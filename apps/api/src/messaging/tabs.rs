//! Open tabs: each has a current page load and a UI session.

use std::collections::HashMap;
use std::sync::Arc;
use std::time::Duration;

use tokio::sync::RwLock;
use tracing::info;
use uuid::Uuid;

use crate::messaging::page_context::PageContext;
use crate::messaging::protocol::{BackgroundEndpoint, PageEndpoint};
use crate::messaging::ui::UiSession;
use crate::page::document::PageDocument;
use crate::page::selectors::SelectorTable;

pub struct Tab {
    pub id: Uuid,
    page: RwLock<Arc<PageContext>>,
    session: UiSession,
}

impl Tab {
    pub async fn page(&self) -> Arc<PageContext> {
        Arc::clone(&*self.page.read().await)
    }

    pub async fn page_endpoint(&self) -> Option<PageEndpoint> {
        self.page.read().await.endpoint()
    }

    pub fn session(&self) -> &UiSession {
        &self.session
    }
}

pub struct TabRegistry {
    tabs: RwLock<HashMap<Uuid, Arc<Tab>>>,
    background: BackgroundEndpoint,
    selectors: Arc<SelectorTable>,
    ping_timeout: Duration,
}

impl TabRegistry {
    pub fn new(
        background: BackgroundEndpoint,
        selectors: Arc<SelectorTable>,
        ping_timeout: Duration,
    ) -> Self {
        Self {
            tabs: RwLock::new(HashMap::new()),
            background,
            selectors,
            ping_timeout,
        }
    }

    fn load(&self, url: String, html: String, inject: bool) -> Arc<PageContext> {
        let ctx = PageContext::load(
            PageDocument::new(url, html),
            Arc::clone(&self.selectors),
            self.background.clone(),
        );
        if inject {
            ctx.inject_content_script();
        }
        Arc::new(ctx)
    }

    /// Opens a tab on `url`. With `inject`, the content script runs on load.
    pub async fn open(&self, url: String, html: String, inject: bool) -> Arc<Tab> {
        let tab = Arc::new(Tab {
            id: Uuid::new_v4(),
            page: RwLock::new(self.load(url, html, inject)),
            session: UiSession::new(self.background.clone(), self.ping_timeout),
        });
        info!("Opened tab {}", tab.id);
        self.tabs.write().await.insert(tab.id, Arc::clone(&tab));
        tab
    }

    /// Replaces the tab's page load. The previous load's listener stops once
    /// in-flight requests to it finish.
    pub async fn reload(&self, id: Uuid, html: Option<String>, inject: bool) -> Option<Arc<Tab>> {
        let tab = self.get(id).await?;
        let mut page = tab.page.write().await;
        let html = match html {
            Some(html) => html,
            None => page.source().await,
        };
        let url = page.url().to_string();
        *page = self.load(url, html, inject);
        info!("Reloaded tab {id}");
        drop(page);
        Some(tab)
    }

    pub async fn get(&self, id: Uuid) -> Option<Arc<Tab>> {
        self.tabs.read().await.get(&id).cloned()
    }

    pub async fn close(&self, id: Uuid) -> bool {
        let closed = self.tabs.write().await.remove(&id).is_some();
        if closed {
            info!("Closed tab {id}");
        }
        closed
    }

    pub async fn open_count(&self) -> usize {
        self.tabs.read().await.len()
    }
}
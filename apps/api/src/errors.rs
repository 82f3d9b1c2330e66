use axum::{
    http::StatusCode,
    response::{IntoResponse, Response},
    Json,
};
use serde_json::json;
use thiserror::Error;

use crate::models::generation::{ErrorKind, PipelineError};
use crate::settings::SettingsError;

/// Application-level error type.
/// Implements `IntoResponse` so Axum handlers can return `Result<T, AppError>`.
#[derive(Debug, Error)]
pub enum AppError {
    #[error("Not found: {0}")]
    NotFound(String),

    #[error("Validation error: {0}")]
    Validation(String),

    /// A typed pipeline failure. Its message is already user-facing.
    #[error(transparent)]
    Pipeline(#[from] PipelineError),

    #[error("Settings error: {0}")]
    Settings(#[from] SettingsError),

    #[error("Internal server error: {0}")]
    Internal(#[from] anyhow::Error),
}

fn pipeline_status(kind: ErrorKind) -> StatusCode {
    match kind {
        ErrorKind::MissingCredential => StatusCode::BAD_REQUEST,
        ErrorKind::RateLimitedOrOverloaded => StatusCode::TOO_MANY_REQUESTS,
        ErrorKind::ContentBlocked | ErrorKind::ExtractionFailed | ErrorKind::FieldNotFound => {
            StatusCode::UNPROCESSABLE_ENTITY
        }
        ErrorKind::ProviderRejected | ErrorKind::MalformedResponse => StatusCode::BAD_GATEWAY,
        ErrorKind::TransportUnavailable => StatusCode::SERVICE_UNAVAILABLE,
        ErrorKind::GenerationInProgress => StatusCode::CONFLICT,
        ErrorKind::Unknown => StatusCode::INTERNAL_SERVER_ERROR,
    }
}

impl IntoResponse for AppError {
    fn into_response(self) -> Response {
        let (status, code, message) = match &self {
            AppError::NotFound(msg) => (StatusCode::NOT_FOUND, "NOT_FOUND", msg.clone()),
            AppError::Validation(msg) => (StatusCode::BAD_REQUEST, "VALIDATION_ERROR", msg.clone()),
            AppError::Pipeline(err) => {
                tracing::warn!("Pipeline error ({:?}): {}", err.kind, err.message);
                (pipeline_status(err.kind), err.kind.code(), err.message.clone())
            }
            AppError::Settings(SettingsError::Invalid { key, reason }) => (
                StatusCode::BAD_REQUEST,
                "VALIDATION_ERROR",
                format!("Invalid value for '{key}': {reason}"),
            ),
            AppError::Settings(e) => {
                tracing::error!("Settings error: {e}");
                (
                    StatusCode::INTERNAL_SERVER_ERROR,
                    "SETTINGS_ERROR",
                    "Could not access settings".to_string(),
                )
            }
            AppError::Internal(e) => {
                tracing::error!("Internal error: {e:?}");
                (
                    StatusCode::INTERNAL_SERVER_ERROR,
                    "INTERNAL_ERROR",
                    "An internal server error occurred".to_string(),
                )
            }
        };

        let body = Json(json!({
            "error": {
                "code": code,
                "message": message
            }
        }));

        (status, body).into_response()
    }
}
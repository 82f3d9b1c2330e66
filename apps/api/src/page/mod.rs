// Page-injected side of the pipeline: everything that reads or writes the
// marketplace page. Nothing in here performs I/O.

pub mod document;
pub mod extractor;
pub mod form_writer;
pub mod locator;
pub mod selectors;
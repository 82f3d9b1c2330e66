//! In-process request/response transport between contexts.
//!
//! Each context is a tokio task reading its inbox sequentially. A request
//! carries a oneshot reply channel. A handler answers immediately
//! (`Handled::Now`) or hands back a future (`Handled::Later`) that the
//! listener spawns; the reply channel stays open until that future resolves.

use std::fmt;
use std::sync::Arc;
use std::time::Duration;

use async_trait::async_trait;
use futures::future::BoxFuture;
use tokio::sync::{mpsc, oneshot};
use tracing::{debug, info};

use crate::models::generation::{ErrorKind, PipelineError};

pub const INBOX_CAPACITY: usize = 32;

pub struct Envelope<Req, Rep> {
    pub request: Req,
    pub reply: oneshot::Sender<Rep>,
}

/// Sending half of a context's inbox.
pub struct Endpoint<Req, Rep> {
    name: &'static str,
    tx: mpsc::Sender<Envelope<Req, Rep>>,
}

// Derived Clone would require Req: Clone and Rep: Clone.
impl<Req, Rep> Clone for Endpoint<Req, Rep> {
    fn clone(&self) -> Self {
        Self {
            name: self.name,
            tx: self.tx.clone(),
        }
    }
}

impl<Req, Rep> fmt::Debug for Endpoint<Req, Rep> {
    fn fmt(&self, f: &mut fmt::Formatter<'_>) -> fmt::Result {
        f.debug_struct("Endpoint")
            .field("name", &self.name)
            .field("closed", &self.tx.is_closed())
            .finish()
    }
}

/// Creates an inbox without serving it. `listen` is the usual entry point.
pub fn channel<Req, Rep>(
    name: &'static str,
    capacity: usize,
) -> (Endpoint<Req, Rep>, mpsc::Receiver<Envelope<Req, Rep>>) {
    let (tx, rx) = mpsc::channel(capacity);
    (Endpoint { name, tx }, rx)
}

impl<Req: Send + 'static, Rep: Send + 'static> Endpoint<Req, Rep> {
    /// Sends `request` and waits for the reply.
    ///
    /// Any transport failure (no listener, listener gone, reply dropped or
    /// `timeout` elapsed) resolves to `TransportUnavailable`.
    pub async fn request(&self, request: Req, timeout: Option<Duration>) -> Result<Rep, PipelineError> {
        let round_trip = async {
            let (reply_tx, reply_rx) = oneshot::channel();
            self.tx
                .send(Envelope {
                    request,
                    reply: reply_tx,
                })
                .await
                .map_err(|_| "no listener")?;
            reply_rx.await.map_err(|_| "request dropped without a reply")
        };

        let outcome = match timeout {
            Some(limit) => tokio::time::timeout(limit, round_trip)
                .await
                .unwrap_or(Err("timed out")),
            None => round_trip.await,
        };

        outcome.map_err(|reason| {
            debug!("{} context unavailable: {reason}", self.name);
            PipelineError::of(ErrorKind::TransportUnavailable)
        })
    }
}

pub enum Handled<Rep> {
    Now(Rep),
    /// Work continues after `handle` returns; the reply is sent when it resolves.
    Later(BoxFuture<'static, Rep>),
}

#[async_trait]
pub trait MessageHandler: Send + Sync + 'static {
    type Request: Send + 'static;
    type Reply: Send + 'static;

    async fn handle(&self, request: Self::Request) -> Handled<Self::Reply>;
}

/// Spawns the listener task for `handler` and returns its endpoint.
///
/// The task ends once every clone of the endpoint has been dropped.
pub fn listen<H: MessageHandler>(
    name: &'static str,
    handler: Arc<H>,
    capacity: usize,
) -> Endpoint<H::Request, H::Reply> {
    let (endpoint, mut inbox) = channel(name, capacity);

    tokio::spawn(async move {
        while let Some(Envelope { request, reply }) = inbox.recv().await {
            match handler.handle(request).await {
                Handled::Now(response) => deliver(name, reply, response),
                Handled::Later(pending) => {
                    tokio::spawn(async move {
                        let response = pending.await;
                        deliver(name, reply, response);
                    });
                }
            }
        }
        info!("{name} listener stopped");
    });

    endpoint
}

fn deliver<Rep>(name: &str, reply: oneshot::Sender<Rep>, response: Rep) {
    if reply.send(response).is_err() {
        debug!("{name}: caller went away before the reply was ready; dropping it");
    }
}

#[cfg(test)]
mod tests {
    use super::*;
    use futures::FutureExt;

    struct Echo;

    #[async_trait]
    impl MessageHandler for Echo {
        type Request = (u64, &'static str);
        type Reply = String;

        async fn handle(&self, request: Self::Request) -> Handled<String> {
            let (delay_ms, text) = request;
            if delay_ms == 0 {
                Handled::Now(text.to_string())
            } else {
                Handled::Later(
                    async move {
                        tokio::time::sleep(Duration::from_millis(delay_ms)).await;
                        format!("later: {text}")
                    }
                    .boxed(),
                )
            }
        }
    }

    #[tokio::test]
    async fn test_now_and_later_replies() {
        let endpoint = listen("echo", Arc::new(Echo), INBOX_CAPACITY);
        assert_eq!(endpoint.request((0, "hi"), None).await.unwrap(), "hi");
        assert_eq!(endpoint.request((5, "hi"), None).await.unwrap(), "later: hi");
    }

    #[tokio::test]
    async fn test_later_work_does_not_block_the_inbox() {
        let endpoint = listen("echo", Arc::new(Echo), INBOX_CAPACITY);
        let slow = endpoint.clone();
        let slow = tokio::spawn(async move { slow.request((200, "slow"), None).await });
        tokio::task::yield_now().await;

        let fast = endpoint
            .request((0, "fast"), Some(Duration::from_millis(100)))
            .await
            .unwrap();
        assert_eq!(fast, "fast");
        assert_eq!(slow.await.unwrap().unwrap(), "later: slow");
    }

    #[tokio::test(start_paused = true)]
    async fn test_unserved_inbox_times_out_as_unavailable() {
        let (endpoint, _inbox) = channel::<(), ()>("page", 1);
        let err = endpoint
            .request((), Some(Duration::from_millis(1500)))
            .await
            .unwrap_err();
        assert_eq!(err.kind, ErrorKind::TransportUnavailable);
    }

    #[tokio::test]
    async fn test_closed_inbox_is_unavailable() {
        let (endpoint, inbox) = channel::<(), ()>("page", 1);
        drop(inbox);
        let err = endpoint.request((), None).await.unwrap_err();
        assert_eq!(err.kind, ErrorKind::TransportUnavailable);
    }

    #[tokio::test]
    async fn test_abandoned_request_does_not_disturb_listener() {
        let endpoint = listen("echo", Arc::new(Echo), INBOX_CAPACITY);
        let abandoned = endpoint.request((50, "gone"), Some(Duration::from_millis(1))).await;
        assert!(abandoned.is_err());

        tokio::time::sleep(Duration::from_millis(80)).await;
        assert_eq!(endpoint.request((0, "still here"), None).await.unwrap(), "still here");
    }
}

PROBLEM DESCRIPTION: Transcribe the records above exactly, from the opening line down to and including the line with "use uuid::Uuid;".

RESPONSE:
filename apps/api/src/messaging/tabs.rs
//! Open tabs: each has a current page load and a UI session.

use std::collections::HashMap;
use std::sync::Arc;
use std::time::Duration;

use tokio::sync::RwLock;
use tracing::info;
use uuid::Uuid;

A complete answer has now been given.